*Problem to solve*: Your answer must be one number: the count of lines below that hold the word "historical".

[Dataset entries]
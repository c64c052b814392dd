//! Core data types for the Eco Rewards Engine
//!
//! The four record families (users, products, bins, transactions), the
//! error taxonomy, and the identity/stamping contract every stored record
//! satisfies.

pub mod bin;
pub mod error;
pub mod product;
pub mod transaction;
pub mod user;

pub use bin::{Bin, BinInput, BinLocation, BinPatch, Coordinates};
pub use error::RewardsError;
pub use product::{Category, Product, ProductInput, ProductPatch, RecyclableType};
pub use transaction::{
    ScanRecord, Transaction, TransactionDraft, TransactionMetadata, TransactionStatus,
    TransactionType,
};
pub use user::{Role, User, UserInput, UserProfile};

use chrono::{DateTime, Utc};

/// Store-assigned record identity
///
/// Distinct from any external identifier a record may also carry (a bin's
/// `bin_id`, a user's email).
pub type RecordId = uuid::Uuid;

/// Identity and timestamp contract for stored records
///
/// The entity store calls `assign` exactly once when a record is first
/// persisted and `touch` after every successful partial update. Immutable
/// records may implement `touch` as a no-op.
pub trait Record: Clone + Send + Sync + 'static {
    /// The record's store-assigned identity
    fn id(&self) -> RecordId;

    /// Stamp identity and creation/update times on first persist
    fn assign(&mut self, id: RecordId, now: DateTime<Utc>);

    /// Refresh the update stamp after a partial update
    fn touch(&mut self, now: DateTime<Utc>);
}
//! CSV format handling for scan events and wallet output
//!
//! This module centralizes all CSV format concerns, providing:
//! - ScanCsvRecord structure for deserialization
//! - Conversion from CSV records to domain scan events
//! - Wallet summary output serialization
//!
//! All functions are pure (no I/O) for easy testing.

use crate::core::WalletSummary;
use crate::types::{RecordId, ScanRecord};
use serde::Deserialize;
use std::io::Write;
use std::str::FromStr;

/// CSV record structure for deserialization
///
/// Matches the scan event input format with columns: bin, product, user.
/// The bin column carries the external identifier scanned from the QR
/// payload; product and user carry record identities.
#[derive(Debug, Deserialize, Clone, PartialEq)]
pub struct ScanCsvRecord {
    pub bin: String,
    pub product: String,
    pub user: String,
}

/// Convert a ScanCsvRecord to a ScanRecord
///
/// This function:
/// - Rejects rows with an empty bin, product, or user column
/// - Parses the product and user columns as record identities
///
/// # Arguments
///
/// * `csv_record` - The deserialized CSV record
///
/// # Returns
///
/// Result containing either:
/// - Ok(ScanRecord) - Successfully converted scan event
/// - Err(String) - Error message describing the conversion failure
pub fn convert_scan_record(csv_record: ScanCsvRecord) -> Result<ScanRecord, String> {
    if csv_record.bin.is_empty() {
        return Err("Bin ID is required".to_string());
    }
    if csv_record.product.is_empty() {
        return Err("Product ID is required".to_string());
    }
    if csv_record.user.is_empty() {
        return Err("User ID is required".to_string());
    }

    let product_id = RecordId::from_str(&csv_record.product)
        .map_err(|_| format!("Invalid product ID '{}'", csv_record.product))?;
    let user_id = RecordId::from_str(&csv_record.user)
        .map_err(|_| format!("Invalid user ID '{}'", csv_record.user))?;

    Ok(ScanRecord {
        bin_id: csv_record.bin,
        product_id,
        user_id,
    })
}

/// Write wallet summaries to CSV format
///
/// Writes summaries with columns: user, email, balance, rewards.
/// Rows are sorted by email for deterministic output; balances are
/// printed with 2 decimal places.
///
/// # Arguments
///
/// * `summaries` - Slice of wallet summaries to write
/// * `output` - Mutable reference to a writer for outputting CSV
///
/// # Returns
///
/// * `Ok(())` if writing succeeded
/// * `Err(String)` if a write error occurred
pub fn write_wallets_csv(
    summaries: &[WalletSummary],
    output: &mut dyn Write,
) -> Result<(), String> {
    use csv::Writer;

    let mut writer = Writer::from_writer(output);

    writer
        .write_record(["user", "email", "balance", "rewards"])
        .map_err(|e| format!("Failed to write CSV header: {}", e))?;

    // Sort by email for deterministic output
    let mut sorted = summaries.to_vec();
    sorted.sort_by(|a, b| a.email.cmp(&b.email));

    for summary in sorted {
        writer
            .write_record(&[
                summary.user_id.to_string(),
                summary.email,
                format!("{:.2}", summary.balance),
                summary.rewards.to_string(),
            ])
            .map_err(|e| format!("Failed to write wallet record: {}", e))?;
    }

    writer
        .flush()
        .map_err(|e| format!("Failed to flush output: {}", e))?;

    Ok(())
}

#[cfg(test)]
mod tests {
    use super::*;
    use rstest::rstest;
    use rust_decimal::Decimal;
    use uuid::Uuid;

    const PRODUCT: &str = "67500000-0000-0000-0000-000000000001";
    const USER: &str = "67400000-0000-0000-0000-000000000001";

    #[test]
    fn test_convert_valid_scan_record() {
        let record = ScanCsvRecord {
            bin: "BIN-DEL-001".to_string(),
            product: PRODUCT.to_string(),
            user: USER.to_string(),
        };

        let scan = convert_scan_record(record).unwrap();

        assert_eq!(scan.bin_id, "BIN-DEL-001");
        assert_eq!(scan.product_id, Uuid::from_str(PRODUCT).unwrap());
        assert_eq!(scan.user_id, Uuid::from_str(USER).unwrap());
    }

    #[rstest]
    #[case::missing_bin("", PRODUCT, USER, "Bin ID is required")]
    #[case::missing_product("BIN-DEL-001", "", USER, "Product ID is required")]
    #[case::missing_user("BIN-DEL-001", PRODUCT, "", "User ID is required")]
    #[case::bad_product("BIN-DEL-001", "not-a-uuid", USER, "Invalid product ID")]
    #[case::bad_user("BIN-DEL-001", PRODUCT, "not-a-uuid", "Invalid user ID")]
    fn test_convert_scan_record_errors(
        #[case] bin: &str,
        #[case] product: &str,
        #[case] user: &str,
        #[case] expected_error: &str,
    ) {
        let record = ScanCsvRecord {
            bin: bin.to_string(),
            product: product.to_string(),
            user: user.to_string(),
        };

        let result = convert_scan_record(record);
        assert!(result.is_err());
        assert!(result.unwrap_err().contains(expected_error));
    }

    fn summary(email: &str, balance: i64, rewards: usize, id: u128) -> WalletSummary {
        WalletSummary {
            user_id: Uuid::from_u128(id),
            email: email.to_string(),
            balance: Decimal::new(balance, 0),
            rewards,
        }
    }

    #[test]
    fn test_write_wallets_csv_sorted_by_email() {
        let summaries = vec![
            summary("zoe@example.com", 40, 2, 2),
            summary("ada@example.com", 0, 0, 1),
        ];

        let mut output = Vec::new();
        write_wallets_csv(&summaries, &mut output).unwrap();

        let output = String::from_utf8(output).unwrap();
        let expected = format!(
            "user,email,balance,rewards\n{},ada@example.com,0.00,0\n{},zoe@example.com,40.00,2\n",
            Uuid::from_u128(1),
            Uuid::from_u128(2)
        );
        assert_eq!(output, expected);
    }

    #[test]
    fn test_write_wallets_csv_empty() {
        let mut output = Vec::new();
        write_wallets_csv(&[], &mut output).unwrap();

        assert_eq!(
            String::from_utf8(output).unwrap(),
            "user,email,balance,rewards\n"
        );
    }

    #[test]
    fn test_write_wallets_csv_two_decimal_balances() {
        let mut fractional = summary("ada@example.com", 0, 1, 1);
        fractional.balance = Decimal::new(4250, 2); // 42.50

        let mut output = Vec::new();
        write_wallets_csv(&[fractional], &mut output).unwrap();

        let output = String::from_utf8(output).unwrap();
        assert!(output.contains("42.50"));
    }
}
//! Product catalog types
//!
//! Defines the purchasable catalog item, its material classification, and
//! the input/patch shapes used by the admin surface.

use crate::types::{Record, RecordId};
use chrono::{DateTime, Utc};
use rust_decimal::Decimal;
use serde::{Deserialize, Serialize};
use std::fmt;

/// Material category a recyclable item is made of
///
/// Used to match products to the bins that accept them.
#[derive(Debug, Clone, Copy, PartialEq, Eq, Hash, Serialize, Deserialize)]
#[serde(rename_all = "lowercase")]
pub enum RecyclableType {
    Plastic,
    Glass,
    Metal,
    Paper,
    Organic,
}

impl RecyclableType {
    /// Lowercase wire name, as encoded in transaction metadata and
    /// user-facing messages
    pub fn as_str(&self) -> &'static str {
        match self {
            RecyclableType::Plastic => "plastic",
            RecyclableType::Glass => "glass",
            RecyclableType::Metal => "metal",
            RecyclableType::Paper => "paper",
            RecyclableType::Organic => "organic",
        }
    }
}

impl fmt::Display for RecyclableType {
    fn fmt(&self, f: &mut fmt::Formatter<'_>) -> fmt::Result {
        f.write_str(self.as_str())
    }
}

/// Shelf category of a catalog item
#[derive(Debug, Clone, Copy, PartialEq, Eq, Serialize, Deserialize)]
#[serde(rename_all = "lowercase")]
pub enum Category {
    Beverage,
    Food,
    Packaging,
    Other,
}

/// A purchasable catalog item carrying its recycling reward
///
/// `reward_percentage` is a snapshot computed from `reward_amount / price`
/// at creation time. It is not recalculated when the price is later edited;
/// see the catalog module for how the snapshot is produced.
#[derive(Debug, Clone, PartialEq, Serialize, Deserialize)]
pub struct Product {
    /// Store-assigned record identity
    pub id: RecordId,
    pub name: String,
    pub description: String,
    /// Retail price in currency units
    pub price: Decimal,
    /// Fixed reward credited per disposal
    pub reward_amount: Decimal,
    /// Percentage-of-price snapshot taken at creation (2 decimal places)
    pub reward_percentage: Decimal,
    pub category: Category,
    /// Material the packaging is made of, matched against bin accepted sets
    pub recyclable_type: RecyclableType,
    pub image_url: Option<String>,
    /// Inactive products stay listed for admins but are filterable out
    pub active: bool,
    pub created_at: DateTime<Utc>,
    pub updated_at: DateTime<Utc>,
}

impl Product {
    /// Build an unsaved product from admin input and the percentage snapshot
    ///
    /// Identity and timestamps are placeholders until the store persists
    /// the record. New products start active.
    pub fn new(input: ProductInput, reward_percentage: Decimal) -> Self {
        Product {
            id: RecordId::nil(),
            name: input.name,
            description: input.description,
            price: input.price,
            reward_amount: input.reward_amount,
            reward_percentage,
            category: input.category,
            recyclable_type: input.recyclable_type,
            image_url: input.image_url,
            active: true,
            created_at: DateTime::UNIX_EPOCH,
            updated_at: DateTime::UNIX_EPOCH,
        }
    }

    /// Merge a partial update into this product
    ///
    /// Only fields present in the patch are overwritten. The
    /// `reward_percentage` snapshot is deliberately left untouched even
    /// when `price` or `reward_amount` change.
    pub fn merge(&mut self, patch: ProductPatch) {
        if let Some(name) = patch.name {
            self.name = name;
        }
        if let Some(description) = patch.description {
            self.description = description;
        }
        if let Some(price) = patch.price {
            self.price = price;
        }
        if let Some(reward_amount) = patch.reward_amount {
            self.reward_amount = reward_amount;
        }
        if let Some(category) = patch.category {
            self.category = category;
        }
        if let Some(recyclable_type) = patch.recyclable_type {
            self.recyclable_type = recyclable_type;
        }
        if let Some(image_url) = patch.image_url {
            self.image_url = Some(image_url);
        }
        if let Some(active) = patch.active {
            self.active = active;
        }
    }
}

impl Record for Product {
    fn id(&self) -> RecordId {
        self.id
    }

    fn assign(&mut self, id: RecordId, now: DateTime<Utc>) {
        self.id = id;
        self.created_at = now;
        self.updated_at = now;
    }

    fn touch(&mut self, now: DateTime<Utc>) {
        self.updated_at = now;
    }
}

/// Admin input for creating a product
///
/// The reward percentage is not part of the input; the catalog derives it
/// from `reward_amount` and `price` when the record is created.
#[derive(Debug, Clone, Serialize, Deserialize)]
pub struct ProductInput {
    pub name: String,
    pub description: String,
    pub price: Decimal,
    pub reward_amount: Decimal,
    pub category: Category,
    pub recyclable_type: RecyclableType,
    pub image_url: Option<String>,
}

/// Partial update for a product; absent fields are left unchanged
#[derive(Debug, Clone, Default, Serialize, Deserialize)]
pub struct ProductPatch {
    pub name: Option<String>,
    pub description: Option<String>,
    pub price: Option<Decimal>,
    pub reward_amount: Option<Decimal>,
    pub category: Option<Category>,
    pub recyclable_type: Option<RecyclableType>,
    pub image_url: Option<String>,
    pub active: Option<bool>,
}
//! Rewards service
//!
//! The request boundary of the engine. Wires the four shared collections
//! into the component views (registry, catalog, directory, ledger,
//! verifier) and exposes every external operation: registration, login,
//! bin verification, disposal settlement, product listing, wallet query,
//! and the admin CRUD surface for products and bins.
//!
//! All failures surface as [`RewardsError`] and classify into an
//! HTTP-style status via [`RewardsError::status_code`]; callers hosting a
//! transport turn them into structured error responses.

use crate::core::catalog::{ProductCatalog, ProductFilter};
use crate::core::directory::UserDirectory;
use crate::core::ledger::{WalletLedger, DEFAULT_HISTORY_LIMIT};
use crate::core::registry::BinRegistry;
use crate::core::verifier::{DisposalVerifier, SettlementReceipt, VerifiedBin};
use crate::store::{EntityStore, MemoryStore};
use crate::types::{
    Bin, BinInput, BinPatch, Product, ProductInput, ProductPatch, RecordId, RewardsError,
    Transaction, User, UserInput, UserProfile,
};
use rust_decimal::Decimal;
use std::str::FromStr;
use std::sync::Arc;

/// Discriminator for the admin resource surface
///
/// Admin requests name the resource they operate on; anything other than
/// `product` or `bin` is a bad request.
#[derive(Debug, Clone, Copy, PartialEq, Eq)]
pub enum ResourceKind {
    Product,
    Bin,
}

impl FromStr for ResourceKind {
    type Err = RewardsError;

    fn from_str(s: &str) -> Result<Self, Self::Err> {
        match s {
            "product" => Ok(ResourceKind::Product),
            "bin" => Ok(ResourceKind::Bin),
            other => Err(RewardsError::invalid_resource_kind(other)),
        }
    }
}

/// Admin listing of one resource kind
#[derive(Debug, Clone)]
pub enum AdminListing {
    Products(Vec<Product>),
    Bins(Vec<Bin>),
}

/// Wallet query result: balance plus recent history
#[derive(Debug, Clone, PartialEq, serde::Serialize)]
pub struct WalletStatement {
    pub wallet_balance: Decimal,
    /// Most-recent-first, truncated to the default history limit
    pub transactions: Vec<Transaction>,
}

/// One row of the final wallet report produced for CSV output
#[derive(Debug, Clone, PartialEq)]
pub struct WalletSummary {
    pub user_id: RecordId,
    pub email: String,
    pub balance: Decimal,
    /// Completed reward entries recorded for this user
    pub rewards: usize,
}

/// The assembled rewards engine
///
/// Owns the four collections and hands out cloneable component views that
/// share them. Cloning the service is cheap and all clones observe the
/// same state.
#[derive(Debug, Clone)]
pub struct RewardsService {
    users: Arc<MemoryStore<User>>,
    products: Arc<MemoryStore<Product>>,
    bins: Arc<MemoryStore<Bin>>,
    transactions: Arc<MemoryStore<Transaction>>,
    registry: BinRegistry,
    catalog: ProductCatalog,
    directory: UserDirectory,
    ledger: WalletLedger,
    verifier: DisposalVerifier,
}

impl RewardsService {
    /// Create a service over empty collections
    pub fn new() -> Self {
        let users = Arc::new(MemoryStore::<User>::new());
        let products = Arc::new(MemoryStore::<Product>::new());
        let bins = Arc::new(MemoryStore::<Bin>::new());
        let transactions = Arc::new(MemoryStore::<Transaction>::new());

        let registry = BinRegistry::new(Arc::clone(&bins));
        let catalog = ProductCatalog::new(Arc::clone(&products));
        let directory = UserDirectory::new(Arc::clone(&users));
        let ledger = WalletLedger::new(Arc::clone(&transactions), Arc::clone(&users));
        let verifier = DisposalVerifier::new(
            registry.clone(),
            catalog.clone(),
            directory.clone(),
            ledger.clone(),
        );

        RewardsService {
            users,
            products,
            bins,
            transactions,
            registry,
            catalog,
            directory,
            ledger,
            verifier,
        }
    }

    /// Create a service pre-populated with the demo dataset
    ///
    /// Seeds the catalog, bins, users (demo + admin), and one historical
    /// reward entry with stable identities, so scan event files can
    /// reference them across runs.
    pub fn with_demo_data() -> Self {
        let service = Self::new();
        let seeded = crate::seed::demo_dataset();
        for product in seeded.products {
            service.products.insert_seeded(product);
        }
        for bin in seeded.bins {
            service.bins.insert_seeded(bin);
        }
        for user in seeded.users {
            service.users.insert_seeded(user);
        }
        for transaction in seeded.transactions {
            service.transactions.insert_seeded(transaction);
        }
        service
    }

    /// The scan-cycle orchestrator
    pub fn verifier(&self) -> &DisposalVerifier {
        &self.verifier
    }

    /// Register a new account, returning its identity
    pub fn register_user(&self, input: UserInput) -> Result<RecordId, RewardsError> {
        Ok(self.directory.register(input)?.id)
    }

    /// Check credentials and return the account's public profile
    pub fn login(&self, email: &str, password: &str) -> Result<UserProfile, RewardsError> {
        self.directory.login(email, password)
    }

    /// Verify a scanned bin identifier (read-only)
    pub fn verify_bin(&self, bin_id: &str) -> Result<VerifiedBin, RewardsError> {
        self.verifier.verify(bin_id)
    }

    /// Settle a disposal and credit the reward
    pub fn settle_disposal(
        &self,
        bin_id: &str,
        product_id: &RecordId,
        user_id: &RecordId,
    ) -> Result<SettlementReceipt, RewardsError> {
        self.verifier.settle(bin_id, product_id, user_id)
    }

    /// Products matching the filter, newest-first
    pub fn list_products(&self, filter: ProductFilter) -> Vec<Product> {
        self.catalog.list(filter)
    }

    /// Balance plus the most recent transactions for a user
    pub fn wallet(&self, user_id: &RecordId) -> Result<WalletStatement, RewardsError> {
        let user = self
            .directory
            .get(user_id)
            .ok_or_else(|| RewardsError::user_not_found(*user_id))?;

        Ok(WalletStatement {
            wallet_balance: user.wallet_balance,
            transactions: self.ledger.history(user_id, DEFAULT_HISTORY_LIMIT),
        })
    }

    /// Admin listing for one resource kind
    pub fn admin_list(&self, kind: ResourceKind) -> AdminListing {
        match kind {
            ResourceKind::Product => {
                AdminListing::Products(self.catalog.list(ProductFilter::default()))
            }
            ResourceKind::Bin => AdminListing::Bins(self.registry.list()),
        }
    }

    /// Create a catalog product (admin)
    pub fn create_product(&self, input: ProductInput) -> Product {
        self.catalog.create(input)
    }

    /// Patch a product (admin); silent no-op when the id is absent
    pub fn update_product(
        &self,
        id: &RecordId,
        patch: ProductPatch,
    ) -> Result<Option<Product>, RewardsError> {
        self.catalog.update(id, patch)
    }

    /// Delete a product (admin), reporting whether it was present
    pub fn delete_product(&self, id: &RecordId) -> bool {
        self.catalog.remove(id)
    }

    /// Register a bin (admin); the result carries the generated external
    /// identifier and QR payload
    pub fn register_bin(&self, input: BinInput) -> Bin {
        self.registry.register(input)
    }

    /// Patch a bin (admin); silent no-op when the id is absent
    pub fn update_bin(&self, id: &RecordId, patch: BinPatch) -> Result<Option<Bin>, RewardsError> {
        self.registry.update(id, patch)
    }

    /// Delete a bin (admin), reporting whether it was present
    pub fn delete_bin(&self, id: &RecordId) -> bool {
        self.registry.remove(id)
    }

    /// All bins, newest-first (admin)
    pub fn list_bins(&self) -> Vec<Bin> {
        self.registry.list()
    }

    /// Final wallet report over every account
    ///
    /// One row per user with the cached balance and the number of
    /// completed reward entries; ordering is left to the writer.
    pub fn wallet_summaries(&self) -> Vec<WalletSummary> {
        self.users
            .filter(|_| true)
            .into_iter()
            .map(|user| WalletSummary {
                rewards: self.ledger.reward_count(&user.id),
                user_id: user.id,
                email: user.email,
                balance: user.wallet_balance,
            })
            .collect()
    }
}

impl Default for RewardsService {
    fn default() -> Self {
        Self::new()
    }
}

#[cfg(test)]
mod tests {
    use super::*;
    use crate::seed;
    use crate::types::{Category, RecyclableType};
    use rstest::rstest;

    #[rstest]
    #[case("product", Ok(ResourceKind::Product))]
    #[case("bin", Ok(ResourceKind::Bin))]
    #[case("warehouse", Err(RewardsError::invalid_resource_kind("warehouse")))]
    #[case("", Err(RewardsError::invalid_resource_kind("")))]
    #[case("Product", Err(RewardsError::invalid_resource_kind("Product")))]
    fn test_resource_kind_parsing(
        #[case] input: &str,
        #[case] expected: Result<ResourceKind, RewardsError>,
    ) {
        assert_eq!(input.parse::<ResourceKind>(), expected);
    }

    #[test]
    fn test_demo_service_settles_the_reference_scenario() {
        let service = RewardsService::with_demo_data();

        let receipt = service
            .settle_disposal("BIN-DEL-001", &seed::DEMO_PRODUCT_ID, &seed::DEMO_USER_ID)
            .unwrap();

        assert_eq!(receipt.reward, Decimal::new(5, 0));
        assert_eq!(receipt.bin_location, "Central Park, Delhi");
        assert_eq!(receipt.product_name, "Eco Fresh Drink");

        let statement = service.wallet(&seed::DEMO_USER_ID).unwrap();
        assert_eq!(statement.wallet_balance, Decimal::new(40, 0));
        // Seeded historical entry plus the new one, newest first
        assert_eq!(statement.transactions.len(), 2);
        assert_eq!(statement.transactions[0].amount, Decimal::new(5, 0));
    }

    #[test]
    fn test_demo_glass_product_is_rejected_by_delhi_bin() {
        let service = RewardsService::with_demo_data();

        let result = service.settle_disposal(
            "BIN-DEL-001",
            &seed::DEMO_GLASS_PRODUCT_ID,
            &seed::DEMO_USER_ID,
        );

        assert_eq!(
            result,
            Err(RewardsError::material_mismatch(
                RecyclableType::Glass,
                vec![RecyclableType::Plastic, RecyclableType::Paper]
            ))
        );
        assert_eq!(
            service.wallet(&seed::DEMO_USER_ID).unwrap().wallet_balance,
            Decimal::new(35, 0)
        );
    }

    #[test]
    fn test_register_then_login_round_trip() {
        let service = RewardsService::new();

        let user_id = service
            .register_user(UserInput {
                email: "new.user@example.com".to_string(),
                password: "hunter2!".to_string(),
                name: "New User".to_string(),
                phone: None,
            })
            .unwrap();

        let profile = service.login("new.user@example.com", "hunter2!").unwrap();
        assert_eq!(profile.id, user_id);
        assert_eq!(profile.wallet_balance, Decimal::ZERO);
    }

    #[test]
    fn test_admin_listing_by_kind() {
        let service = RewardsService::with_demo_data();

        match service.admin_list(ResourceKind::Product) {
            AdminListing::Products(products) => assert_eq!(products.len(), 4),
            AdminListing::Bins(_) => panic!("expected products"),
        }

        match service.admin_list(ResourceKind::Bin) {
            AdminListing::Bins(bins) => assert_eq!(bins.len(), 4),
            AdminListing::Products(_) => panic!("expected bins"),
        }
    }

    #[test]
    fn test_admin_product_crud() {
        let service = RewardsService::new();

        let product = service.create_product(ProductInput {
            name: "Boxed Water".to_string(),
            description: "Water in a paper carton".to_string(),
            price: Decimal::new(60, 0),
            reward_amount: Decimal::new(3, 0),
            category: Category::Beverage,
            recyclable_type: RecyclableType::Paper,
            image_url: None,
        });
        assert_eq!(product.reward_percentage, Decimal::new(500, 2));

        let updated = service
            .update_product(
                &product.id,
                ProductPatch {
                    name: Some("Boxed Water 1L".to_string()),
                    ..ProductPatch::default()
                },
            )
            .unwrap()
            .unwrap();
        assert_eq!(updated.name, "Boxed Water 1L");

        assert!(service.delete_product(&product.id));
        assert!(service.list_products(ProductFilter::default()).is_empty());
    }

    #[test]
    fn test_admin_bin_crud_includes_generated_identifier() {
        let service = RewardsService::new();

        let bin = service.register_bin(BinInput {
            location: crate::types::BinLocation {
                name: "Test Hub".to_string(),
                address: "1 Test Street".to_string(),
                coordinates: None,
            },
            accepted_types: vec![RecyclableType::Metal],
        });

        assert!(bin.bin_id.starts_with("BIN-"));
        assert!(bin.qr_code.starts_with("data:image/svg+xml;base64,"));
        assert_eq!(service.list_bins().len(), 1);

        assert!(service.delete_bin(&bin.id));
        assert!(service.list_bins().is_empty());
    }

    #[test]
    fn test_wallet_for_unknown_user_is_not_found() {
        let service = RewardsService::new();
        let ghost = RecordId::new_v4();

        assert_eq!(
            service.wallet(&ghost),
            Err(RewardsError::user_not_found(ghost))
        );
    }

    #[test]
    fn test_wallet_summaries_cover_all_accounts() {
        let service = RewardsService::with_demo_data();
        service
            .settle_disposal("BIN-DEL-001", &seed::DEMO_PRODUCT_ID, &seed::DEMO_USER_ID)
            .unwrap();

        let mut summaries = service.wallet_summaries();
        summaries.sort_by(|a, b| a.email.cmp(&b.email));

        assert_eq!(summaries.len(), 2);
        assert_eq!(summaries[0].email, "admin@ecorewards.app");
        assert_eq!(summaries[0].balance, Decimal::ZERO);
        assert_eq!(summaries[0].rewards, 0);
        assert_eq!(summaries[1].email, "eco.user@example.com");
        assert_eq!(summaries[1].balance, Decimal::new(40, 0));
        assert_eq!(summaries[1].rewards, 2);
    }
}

*Written answer*: 2